Noutras palavras, a solução dada pelo legislador é: sistemas incompatíveis, imprimam-se os autos. Importará essa solução em manutenção dos problemas que justificaram a implantação do processo judicial eletrônico tais como, economia financeira, de espaço e processual, maior celeridade processual e facilidade de acesso aos autos, entre outros. Embora seja um árduo percurso, a busca da padronização dos procedimentos judiciais em âmbito nacional não é impossível. Exemplo dessa padronização é o Sistema Único da Justiça do Trabalho (BRASIL, 2006), que congrega um padrão único de informações geradas nos procedimentos processuais eletrônicos em todo o Brasil. Inconteste que essa unificação não foi rápida, mas não se mostrou impossível. Postergar a unificação nos demais órgãos do Poder Judiciário equivale a sobrestar a solução indefinidamente.

3. Cadastramento/credenciamento prévio nos órgãos do Poder Judiciário

O conteúdo do art. 1º, § 2º, II, alínea 'b', considera como sendo assinatura eletrônica apta à produção de atos processuais em meio digital: a) assinatura digital baseada em certificado digital emitido por Autoridade Certificadora credenciada, na forma da lei específica; e b) mediante cadastro de usuário no Poder Judiciário, conforme disciplinado pelos órgãos respectivos. Além disso, o art. 2º, § 3º, normatiza que os órgãos do Poder Judiciário poderão criar um cadastro único de usuários.

A mera faculdade, e não um rumo definido legalmente, para que os órgãos do Judiciário adotem uma base cadastral única, reverterá em transtornos para o jurisdicionado. Caso não haja essa unificação, será necessário que, anterior à produção do ato em juízo, o advogado que nele deseja postular faça seu cadastro. Isso deverá ser feito em todos os tribunais e órgãos do Judiciário brasileiro.

A leitura da parte final da alínea 'b' infere-nos ao entendimento de que cada órgão será responsável por disciplinar o cadastramento dos usuários em seu âmbito. Contudo, entendemos que o Poder Judiciário não poderá usurpar as competências exclusivas garantidas em leis às entidades classistas dos advogados (Ordem dos Advogados do Brasil, Lei nº 8.906/94) e dos membros do Ministério Público (Lei Orgânica Nacional do Ministério Público, Lei nº 8.625/93) à guisa de fomentar um cadastro único.

4. Comunicação processual por meio eletrônico e sua forma ficta

O Capítulo II disciplina a comunicação eletrônica dos atos processuais. O art. 5º dispõe: "As intimações serão feitas por meio eletrônico em portal próprio aos que se cadastrarem na forma do art. 2º desta Lei, dispensando-se a publicação no órgão oficial, inclusive eletrônico". Esse dispositivo normatiza que, optando a parte por receber a comunicação processual pelo sistema exclusivo destinado a esse fim, fica o órgão do Judiciário dispensado de disponibilizá-lo em outro meio, inclusive no Diário Oficial em sua versão eletrônica.

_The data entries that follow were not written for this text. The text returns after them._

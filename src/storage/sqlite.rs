use crate::models::{
    EngagementLog, NewEngagementLog, UserEngagementStats, View, ViewEngagementStats,
};
use crate::storage::{Storage, StorageError, StorageResult};
use anyhow::Result;
use async_trait::async_trait;
use sqlx::sqlite::{SqliteConnectOptions, SqlitePoolOptions};
use sqlx::SqlitePool;
use std::str::FromStr;
use std::sync::Arc;

const SELECT_LOGS: &str = r#"
    SELECT e.id, e.user_id, e.view_id, v.view_name, e.duration_seconds, e.viewed_at, e.created_at
    FROM engagement_logs e
    LEFT JOIN views_available v ON e.view_id = v.id
"#;

pub struct SqliteStorage {
    pool: Arc<SqlitePool>,
}

impl SqliteStorage {
    pub async fn new(database_url: &str, max_connections: u32) -> Result<Self> {
        let options = SqliteConnectOptions::from_str(database_url)?.create_if_missing(true);
        let pool = SqlitePoolOptions::new()
            .max_connections(max_connections)
            .connect_with(options)
            .await?;
        Ok(Self {
            pool: Arc::new(pool),
        })
    }

    async fn view_id_exists(&self, view_id: i64) -> Result<bool> {
        let count = sqlx::query_scalar::<_, i64>(
            "SELECT COUNT(*) FROM views_available WHERE id = ?",
        )
        .bind(view_id)
        .fetch_one(self.pool.as_ref())
        .await?;

        Ok(count > 0)
    }
}

#[async_trait]
impl Storage for SqliteStorage {
    async fn init(&self) -> Result<()> {
        sqlx::query(
            r#"
            CREATE TABLE IF NOT EXISTS views_available (
                id INTEGER PRIMARY KEY AUTOINCREMENT,
                view_name TEXT NOT NULL UNIQUE
            )
            "#,
        )
        .execute(self.pool.as_ref())
        .await?;

        sqlx::query(
            r#"
            CREATE TABLE IF NOT EXISTS engagement_logs (
                id INTEGER PRIMARY KEY AUTOINCREMENT,
                user_id INTEGER NOT NULL,
                view_id INTEGER NOT NULL REFERENCES views_available(id),
                duration_seconds INTEGER NOT NULL,
                viewed_at INTEGER NOT NULL,
                created_at INTEGER NOT NULL
            )
            "#,
        )
        .execute(self.pool.as_ref())
        .await?;

        sqlx::query(
            "CREATE INDEX IF NOT EXISTS idx_engagement_logs_user ON engagement_logs(user_id, viewed_at)",
        )
        .execute(self.pool.as_ref())
        .await?;

        sqlx::query(
            "CREATE INDEX IF NOT EXISTS idx_engagement_logs_viewed_at ON engagement_logs(viewed_at)",
        )
        .execute(self.pool.as_ref())
        .await?;

        Ok(())
    }

    async fn create_log(&self, log: &NewEngagementLog) -> StorageResult<EngagementLog> {
        if !self.view_id_exists(log.view_id).await? {
            return Err(StorageError::UnknownView(log.view_id));
        }

        let result = sqlx::query(
            r#"
            INSERT INTO engagement_logs (user_id, view_id, duration_seconds, viewed_at, created_at)
            VALUES (?, ?, ?, ?, ?)
            "#,
        )
        .bind(log.user_id)
        .bind(log.view_id)
        .bind(log.duration_seconds)
        .bind(log.viewed_at)
        .bind(log.created_at)
        .execute(self.pool.as_ref())
        .await?;

        let row = sqlx::query_as::<_, EngagementLog>(&format!("{SELECT_LOGS} WHERE e.id = ?"))
            .bind(result.last_insert_rowid())
            .fetch_one(self.pool.as_ref())
            .await?;

        Ok(row)
    }

    async fn list_by_user(
        &self,
        user_id: i64,
        limit: i64,
        offset: i64,
    ) -> Result<Vec<EngagementLog>> {
        let logs = sqlx::query_as::<_, EngagementLog>(&format!(
            "{SELECT_LOGS} WHERE e.user_id = ? ORDER BY e.viewed_at DESC, e.id DESC LIMIT ? OFFSET ?"
        ))
        .bind(user_id)
        .bind(limit)
        .bind(offset)
        .fetch_all(self.pool.as_ref())
        .await?;

        Ok(logs)
    }

    async fn list_all(&self, limit: i64, offset: i64) -> Result<Vec<EngagementLog>> {
        let logs = sqlx::query_as::<_, EngagementLog>(&format!(
            "{SELECT_LOGS} ORDER BY e.viewed_at DESC, e.id DESC LIMIT ? OFFSET ?"
        ))
        .bind(limit)
        .bind(offset)
        .fetch_all(self.pool.as_ref())
        .await?;

        Ok(logs)
    }

    async fn user_stats(&self, user_id: i64) -> Result<UserEngagementStats> {
        let stats = sqlx::query_as::<_, UserEngagementStats>(
            r#"
            SELECT
                COUNT(*) AS total_sessions,
                COALESCE(SUM(duration_seconds), 0) AS total_duration,
                COALESCE(AVG(duration_seconds), 0.0) AS avg_duration,
                COUNT(DISTINCT view_id) AS unique_views,
                MAX(viewed_at) AS last_activity
            FROM engagement_logs
            WHERE user_id = ?
            "#,
        )
        .bind(user_id)
        .fetch_one(self.pool.as_ref())
        .await?;

        Ok(stats)
    }

    async fn view_stats(&self) -> Result<Vec<ViewEngagementStats>> {
        let stats = sqlx::query_as::<_, ViewEngagementStats>(
            r#"
            SELECT
                v.view_name AS view_name,
                COUNT(e.id) AS total_views,
                COALESCE(AVG(e.duration_seconds), 0.0) AS avg_duration
            FROM engagement_logs e
            JOIN views_available v ON e.view_id = v.id
            GROUP BY v.view_name
            ORDER BY total_views DESC, v.view_name ASC
            "#,
        )
        .fetch_all(self.pool.as_ref())
        .await?;

        Ok(stats)
    }

    async fn list_views(&self) -> Result<Vec<View>> {
        let views = sqlx::query_as::<_, View>(
            "SELECT id, view_name FROM views_available ORDER BY id ASC",
        )
        .fetch_all(self.pool.as_ref())
        .await?;

        Ok(views)
    }

    async fn create_view(&self, view_name: &str) -> StorageResult<View> {
        let result = sqlx::query(
            r#"
            INSERT INTO views_available (view_name)
            VALUES (?)
            ON CONFLICT(view_name) DO NOTHING
            "#,
        )
        .bind(view_name)
        .execute(self.pool.as_ref())
        .await?;

        if result.rows_affected() == 0 {
            return Err(StorageError::Conflict);
        }

        Ok(View {
            id: result.last_insert_rowid(),
            view_name: view_name.to_string(),
        })
    }

    async fn view_exists(&self, view_name: &str) -> Result<bool> {
        let count = sqlx::query_scalar::<_, i64>(
            "SELECT COUNT(*) FROM views_available WHERE view_name = ?",
        )
        .bind(view_name)
        .fetch_one(self.pool.as_ref())
        .await?;

        Ok(count > 0)
    }
}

Indubitavelmente, essa regra contribuirá com a celeridade das comunicações processuais, possibilitando àqueles que as aguardam, em Comarcas distantes, o seu recebimento em tempo equivalente ao dos residentes nas Comarcas metropolitanas. Ainda, no conjugado de normas constantes do art. 5º, o § 3º indica um novo marco de fixação do dies a quo para cumprimento do ato processual: "A consulta referida nos §§ 1o e 2o deste artigo deverá ser feita em até 10 (dez) dias corridos contados da data do envio da intimação, sob pena de considerar-se a intimação automaticamente realizada na data do término desse prazo" (grifo nosso).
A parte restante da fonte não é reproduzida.